In this post we'll trade some generality in our code for improved performance.

`World`

is a class that stores the state of N bodies. Our simulation
will evolve that state over a series of time-steps.

```
class World(object):
"""World is a structure that holds the state of N bodies and
additional variables.
threads : (int) The number of threads to use for multithreaded
implementations.
dt : (float) The time-step.
STATE OF THE WORLD:
N : (int) The number of bodies in the simulation.
m : (1D ndarray) The mass of each body.
r : (2D ndarray) The position of each body.
v : (2D ndarray) The velocity of each body.
F : (2D ndarray) The force on each body.
TEMPORARY VARIABLES:
Ft : (3D ndarray) A 2D force array for each thread's local storage.
s : (2D ndarray) The vectors from one body to all others.
s3 : (1D ndarray) The norm of each s vector.
NOTE: Ft is used by parallel algorithms for thread-local
storage. s and s3 are only used by the Python
implementation.
"""
def __init__(self, N, threads=1,
m_min=1, m_max=30.0, r_max=50.0, v_max=4.0, dt=1e-3):
self.threads = threads
self.N = N
self.m = np.random.uniform(m_min, m_max, N)
self.r = np.random.uniform(-r_max, r_max, (N, 2))
self.v = np.random.uniform(-v_max, v_max, (N, 2))
self.F = np.zeros_like(self.r)
self.Ft = np.zeros((threads, N, 2))
self.s = np.zeros_like(self.r)
self.s3 = np.zeros_like(self.m)
self.dt = dt
```

When the simulation begins, `N`

bodies are randomly assigned a mass,
`m`

, position, `r`

, and velocity, `v`

. For each time-step, the
following computations are made:

- The net force,
`F`

, on each body due to all other bodies is computed. - The velocity,
`v`

, of each body is modified due to the force. - The position,
`r`

, of each body is modified due to its velocity.

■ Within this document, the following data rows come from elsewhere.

mod yaml;

use crate::error::Error;
use eyre::WrapErr;
use serde_json::Value;
use std::path::Path;
use stratus_template::StackDocument;

/// Read a stack document, YAML or JSON depending on the file extension
pub(crate) fn load(path: &Path) -> eyre::Result<StackDocument> {
    let text = std::fs::read_to_string(path)
        .wrap_err(format!("Failed to read stack file {path:?}"))?;

    let extension = path
        .extension()
        .and_then(|ext| ext.to_str())
        .map(str::to_ascii_lowercase);

    let raw: Value = match extension.as_deref() {
        Some("yaml") | Some("yml") => {
            yaml::parse(&text).wrap_err(format!("Invalid YAML in {path:?}"))?
        }
        Some("json") => serde_json::from_str(&text).wrap_err(format!("Invalid JSON in {path:?}"))?,
        _ => {
            return Err(Error::new(
                &format!("Unsupported stack file {path:?}"),
                Some("Use a .yaml, .yml or .json file"),
            )
            .into())
        }
    };

    log::debug!("Loaded stack file {path:?}");
    Ok(StackDocument::from_value(raw)?)
}
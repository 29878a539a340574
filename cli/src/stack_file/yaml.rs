use eyre::{bail, eyre};
use saphyr_parser_bw::{Event, Parser, ScalarStyle, Span, Tag};
use serde_json::{Map, Number, Value};
use std::collections::HashMap;

/// Intrinsic functions written with a short tag, e.g. `!GetAtt Role.Arn`
const SHORT_FORMS: [(&str, &str); 17] = [
    ("Ref", "Ref"),
    ("Condition", "Condition"),
    ("GetAtt", "Fn::GetAtt"),
    ("Sub", "Fn::Sub"),
    ("Join", "Fn::Join"),
    ("Select", "Fn::Select"),
    ("Split", "Fn::Split"),
    ("Base64", "Fn::Base64"),
    ("Cidr", "Fn::Cidr"),
    ("FindInMap", "Fn::FindInMap"),
    ("GetAZs", "Fn::GetAZs"),
    ("ImportValue", "Fn::ImportValue"),
    ("If", "Fn::If"),
    ("Equals", "Fn::Equals"),
    ("And", "Fn::And"),
    ("Or", "Fn::Or"),
    ("Not", "Fn::Not"),
];

/// Parse a CloudFormation YAML document into JSON
///
/// Short intrinsic tags are expanded to their long form, so `!Ref Bucket`
/// becomes `{"Ref": "Bucket"}`. Any other local tag is an error.
pub(crate) fn parse(text: &str) -> eyre::Result<Value> {
    let events = Parser::new_from_str(text)
        .collect::<Result<Vec<_>, _>>()
        .map_err(|e| eyre!("{e}"))?;

    let mut loader = Loader {
        events: events.into_iter(),
        anchors: HashMap::new(),
    };

    loader.document()
}

struct Loader<'a> {
    events: std::vec::IntoIter<(Event<'a>, Span)>,

    /// Values of anchored nodes by anchor ID, for aliases
    anchors: HashMap<usize, Value>,
}

impl<'a> Loader<'a> {
    fn document(&mut self) -> eyre::Result<Value> {
        while matches!(
            self.peek(),
            Some(Event::StreamStart) | Some(Event::DocumentStart(_))
        ) {
            self.next()?;
        }

        // Empty file
        if matches!(self.peek(), Some(Event::StreamEnd) | None) {
            return Ok(Value::Null);
        }

        let value = self.node()?;

        while let Some((event, span)) = self.events.next() {
            if matches!(event, Event::DocumentStart(_)) {
                bail!("A stack file holds a single document, another one starts at line {}", span.start.line());
            }
        }

        Ok(value)
    }

    fn node(&mut self) -> eyre::Result<Value> {
        let (event, span) = self.next()?;

        match event {
            Event::Alias(id) => self
                .anchors
                .get(&id)
                .cloned()
                .ok_or_else(|| eyre!("Unknown alias at line {}", span.start.line())),

            Event::Scalar(text, style, anchor, tag) => {
                let value = match tag.as_deref() {
                    Some(tag) if tag.is_yaml_core_schema() => core_scalar(&text, tag, &span)?,
                    // Short intrinsic forms and `! value` take the scalar as written
                    Some(_) => Value::String(text.to_string()),
                    None => resolve(&text, style),
                };

                self.finish(value, anchor, tag.as_deref(), &span)
            }

            Event::SequenceStart(anchor, tag) => {
                let mut values = vec![];

                while !matches!(self.peek(), Some(Event::SequenceEnd)) {
                    values.push(self.node()?);
                }

                self.next()?;
                self.finish(Value::Array(values), anchor, tag.as_deref(), &span)
            }

            Event::MappingStart(anchor, tag) => {
                let mut mapping = Map::new();

                while !matches!(self.peek(), Some(Event::MappingEnd)) {
                    let key = match self.node()? {
                        Value::String(key) => key,
                        Value::Null => bail!("Empty key at line {}", span.start.line()),
                        other => other.to_string(),
                    };

                    let value = self.node()?;

                    if mapping.contains_key(&key) {
                        bail!("Duplicate key `{key}` in the mapping at line {}", span.start.line());
                    }

                    mapping.insert(key, value);
                }

                self.next()?;
                self.finish(Value::Object(mapping), anchor, tag.as_deref(), &span)
            }

            _ => Err(eyre!("Unexpected YAML structure at line {}", span.start.line())),
        }
    }

    /// Apply the tag of a node and remember it under its anchor
    fn finish(
        &mut self,
        value: Value,
        anchor: usize,
        tag: Option<&Tag>,
        span: &Span,
    ) -> eyre::Result<Value> {
        let value = match tag {
            Some(tag) if tag.handle == "!" && !tag.suffix.is_empty() => {
                let Some((_, function)) = SHORT_FORMS.iter().find(|(short, _)| *short == tag.suffix)
                else {
                    bail!("Unknown tag `{tag}` at line {}", span.start.line());
                };

                Value::Object(Map::from_iter([(function.to_string(), value)]))
            }
            Some(tag) if !tag.is_yaml_core_schema() && tag.handle != "!" => {
                bail!("Unknown tag `{tag}` at line {}", span.start.line())
            }
            _ => value,
        };

        // Anchor IDs start from 1
        if anchor > 0 {
            self.anchors.insert(anchor, value.clone());
        }

        Ok(value)
    }

    fn peek(&self) -> Option<&Event<'a>> {
        self.events.as_slice().first().map(|(event, _)| event)
    }

    fn next(&mut self) -> eyre::Result<(Event<'a>, Span)> {
        self.events
            .next()
            .ok_or_else(|| eyre!("Unexpected end of the YAML document"))
    }
}

/// Scalar with an explicit core schema tag, e.g. `!!str 2012-10-17`
fn core_scalar(text: &str, tag: &Tag, span: &Span) -> eyre::Result<Value> {
    let invalid = || eyre!("`{text}` is not a valid {tag} at line {}", span.start.line());

    Ok(match tag.suffix.as_str() {
        "str" => Value::String(text.to_string()),
        "null" => Value::Null,
        "bool" => match resolve(text, ScalarStyle::Plain) {
            Value::Bool(value) => Value::Bool(value),
            _ => return Err(invalid()),
        },
        "int" => match resolve(text, ScalarStyle::Plain) {
            Value::Number(number) if number.is_i64() || number.is_u64() => Value::Number(number),
            _ => return Err(invalid()),
        },
        "float" => match resolve(text, ScalarStyle::Plain) {
            Value::Number(number) => Value::Number(number),
            _ => return Err(invalid()),
        },
        _ => resolve(text, ScalarStyle::Plain),
    })
}

/// Type of an untagged scalar, following the YAML 1.2 core schema
///
/// Quoted scalars are always strings. Floats JSON can not hold (`.inf`, `.nan`)
/// stay strings.
fn resolve(text: &str, style: ScalarStyle) -> Value {
    if style != ScalarStyle::Plain {
        return Value::String(text.to_string());
    }

    match text {
        "" | "~" | "null" | "Null" | "NULL" => return Value::Null,
        "true" | "True" | "TRUE" => return Value::Bool(true),
        "false" | "False" | "FALSE" => return Value::Bool(false),
        _ => {}
    }

    if let Some(number) = integer(text) {
        return Value::Number(number);
    }

    let numeric = text.chars().any(|c| c.is_ascii_digit())
        && text
            .chars()
            .all(|c| c.is_ascii_digit() || matches!(c, '-' | '+' | '.' | 'e' | 'E'));

    if numeric {
        if let Some(number) = text.parse::<f64>().ok().and_then(Number::from_f64) {
            return Value::Number(number);
        }
    }

    Value::String(text.to_string())
}

fn integer(text: &str) -> Option<Number> {
    if let Some(hex) = text.strip_prefix("0x") {
        return i64::from_str_radix(hex, 16).ok().map(Number::from);
    }

    if let Some(octal) = text.strip_prefix("0o") {
        return i64::from_str_radix(octal, 8).ok().map(Number::from);
    }

    let digits = text.strip_prefix(['-', '+']).unwrap_or(text);

    if digits.is_empty() || !digits.chars().all(|c| c.is_ascii_digit()) {
        return None;
    }

    text.parse::<i64>()
        .ok()
        .map(Number::from)
        .or_else(|| text.parse::<u64>().ok().map(Number::from))
}

#[cfg(test)]
mod tests {
    use super::*;
    use serde_json::json;

    #[test]
    fn test_scalars() {
        let value = parse(
            r#"
Name: app
Count: 3
Negative: -7
Ratio: 0.5
Enabled: true
Missing: ~
Version: 2012-10-17
Quoted: "42"
Forced: !!str 10
Mode: 0o644
"#,
        )
        .unwrap();

        assert_eq!(
            value,
            json!({
                "Name": "app",
                "Count": 3,
                "Negative": -7,
                "Ratio": 0.5,
                "Enabled": true,
                "Missing": null,
                "Version": "2012-10-17",
                "Quoted": "42",
                "Forced": "10",
                "Mode": 420
            })
        );
    }

    #[test]
    fn test_short_intrinsics() {
        let value = parse(
            r#"
Role: !GetAtt HandlerRole.Arn
Bucket: !Ref Bucket
Name: !Sub "${AWS::StackName}-handler"
Arn: !Join [":", [arn, !Ref "AWS::Partition", s3]]
First: !Select
  - 0
  - !Split [",", !Ref Subnets]
"#,
        )
        .unwrap();

        assert_eq!(
            value,
            json!({
                "Role": { "Fn::GetAtt": "HandlerRole.Arn" },
                "Bucket": { "Ref": "Bucket" },
                "Name": { "Fn::Sub": "${AWS::StackName}-handler" },
                "Arn": { "Fn::Join": [":", ["arn", { "Ref": "AWS::Partition" }, "s3"]] },
                "First": { "Fn::Select": [0, { "Fn::Split": [",", { "Ref": "Subnets" }] }] }
            })
        );
    }

    #[test]
    fn test_unknown_tag() {
        let error = parse("Name: !Secret db\n").unwrap_err();
        assert!(error.to_string().starts_with("Unknown tag `!Secret`"));
    }

    #[test]
    fn test_anchors_and_aliases() {
        let value = parse(
            r#"
Defaults: &retention
  RetentionInDays: 7
Logs: *retention
"#,
        )
        .unwrap();

        assert_eq!(value["Logs"], json!({ "RetentionInDays": 7 }));
    }

    #[test]
    fn test_duplicate_key() {
        let error = parse("Name: a\nName: b\n").unwrap_err();
        assert!(error.to_string().starts_with("Duplicate key `Name`"));
    }

    #[test]
    fn test_empty_document() {
        assert_eq!(parse("").unwrap(), Value::Null);
    }
}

The extension module that we created in part 1 used macros to access the elements of NumPy arrays in C. Here's what one of those macros looks like:

```
#define r(x0, x1) (*(npy_float64*)((PyArray_DATA(py_r) + \
(x0) * PyArray_STRIDES(py_r)[0] + \
(x1) * PyArray_STRIDES(py_r)[1])))
```

Using a macro like this, we can access the elements of the `py_r`

array using a simple notation like `r(i, j)`

. The value indexed will
match what you'd see in Python, even if the array has been reshaped or
sliced in some way.

For general purpose code, that's what we'd want. In the case of our simulation, we know the pedigree of our arrays: they're contiguous and never sliced or reshaped. We can use this fact to both simplify and improve the performance of our code.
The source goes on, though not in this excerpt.